Material for this exercise Start Marker

use once_cell::sync::Lazy;
use regex::Regex;

use super::base::NormalizerUtils;
use crate::constants::{CAPITAL_CITY, EMPTY_CITY_DEFAULT, GUY_HOQUET_EXCLUDED_DEPT};
use crate::pipeline::ingestion::GuyHoquetRaw;
use crate::pipeline::processing::normalize::{DropReason, RowOutcome, SourceNormalizer};
use crate::types::Listing;

static TYPE_APARTMENT: Lazy<Regex> = Lazy::new(|| Regex::new(r"(?i)Appartement|Studio|Duplex").unwrap());
static TYPE_HOUSE: Lazy<Regex> = Lazy::new(|| Regex::new(r"(?i)Maison").unwrap());
// Only matches items with a neighbour on both sides of the joined list
static BEDROOMS: Lazy<Regex> = Lazy::new(|| Regex::new(r"\|(\d+)\schambre\(s\)\|").unwrap());
static FURNISHED_FLAG: Lazy<Regex> = Lazy::new(|| Regex::new(r"\|(Meublé \w+)\|").unwrap());
static POSTAL_DEPT: Lazy<Regex> = Lazy::new(|| Regex::new(r"(\d\d)\d\d\d").unwrap());
static DIGITS: Lazy<Regex> = Lazy::new(|| Regex::new(r"\d+").unwrap());

/// Normalizer for Guy Hoquet listings
pub struct GuyHoquetNormalizer;

impl GuyHoquetNormalizer {
    pub fn new() -> Self {
        Self
    }

    fn classify(prop_type: &str, descr: &str) -> Result<bool, DropReason> {
        if TYPE_HOUSE.is_match(prop_type) {
            return Ok(true);
        }
        if TYPE_APARTMENT.is_match(prop_type) {
            return Ok(false);
        }
        NormalizerUtils::type_from_description(descr).ok_or(DropReason::UnclassifiableType)
    }

    /// Surface, rooms and bedrooms from the main feature list.
    fn parse_feats(feats: Option<&str>) -> Result<(f64, u32, u32), DropReason> {
        let feats = feats
            .and_then(NormalizerUtils::parse_string_list)
            .ok_or(DropReason::UnparseableFeatures)?;

        let surface = feats
            .first()
            .and_then(|s| s.replace(" m²", "").trim().parse::<f64>().ok())
            .ok_or(DropReason::UnparseableFeatures)?;
        let rooms = feats
            .get(1)
            .and_then(|s| s.split_whitespace().next())
            .and_then(|s| s.parse::<u32>().ok())
            .ok_or(DropReason::UnparseableFeatures)?;
        let bedrooms = NormalizerUtils::capture_number(&BEDROOMS, &feats.join("|")).unwrap_or(0);

        Ok((surface, rooms, bedrooms))
    }

    /// Structured `Meublé Oui|Non` badge from the secondary feature list.
    fn furnished_flag(feats2: Option<&str>) -> Option<bool> {
        let feats2 = NormalizerUtils::parse_string_list(feats2?)?;
        let joined = feats2.join("|");
        let flag = FURNISHED_FLAG.captures(&joined)?.get(1)?.as_str().to_string();
        flag.split_whitespace().nth(1).map(|answer| answer == "Oui")
    }

    /// City and department from a combined string such as `Paris 75011`.
    fn parse_location(raw_city: &str) -> Result<(String, u32), DropReason> {
        let dept: u32 = NormalizerUtils::capture_number(&POSTAL_DEPT, raw_city)
            .ok_or(DropReason::UnparseableLocation)?;
        if dept == GUY_HOQUET_EXCLUDED_DEPT {
            return Err(DropReason::ExcludedDepartment);
        }
        let postcode = DIGITS
            .find(raw_city)
            .map(|m| m.as_str().to_string())
            .ok_or(DropReason::UnparseableLocation)?;

        let mut city = DIGITS.replace_all(raw_city, "").trim().to_uppercase();
        if city == CAPITAL_CITY {
            let arrondissement = &postcode[postcode.len().saturating_sub(2)..];
            city = format!("{} {}", CAPITAL_CITY, arrondissement);
        }
        if city.is_empty() {
            city = EMPTY_CITY_DEFAULT.to_string();
        }

        let dept = if NormalizerUtils::is_capital(&city) {
            postcode.parse().map_err(|_| DropReason::UnparseableLocation)?
        } else {
            dept
        };
        Ok((city, dept))
    }
}

impl SourceNormalizer for GuyHoquetNormalizer {
    type Raw = GuyHoquetRaw;

    fn normalize_row(&self, raw: &GuyHoquetRaw) -> RowOutcome {
        let descr = raw.descr.clone().unwrap_or_default();

        let is_house = Self::classify(raw.prop_type.as_deref().unwrap_or_default(), &descr)?;
        let price = NormalizerUtils::parse_price(raw.price.as_deref())?;
        let (surface, rooms, bedrooms) = Self::parse_feats(raw.feats.as_deref())?;

        // No structured flag: fall back on the description, and drop the row
        // when it says nothing either.
        let furnished = Self::furnished_flag(raw.feats2.as_deref())
            .or_else(|| NormalizerUtils::furnished_from_description(&descr))
            .ok_or(DropReason::UnknownFurnished)?;

        let (city, dept) =
            Self::parse_location(raw.city.as_deref().ok_or(DropReason::UnparseableLocation)?)?;

        Ok(Listing {
            price,
            surface,
            rooms,
            bedrooms,
            is_house,
            furnished,
            city,
            dept,
            descr,
        })
    }

    fn name(&self) -> &str {
        "Guy Hoquet Normalizer"
    }
}

impl Default for GuyHoquetNormalizer {
    fn default() -> Self {
        Self::new()
    }
}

Material for this exercise End Marker

▶ [Task description] Above this instruction are the records; retype exactly the lines from the one containing "use crate::pipeline::ingestion::GuyHoquetRaw;" up to and including the one containing "static BEDROOMS: Lazy<Regex>".

▶ [Answer to the exercise]
use crate::pipeline::ingestion::GuyHoquetRaw;
use crate::pipeline::processing::normalize::{DropReason, RowOutcome, SourceNormalizer};
use crate::types::Listing;

static TYPE_APARTMENT: Lazy<Regex> = Lazy::new(|| Regex::new(r"(?i)Appartement|Studio|Duplex").unwrap());
static TYPE_HOUSE: Lazy<Regex> = Lazy::new(|| Regex::new(r"(?i)Maison").unwrap());
// Only matches items with a neighbour on both sides of the joined list
static BEDROOMS: Lazy<Regex> = Lazy::new(|| Regex::new(r"\|(\d+)\schambre\(s\)\|").unwrap());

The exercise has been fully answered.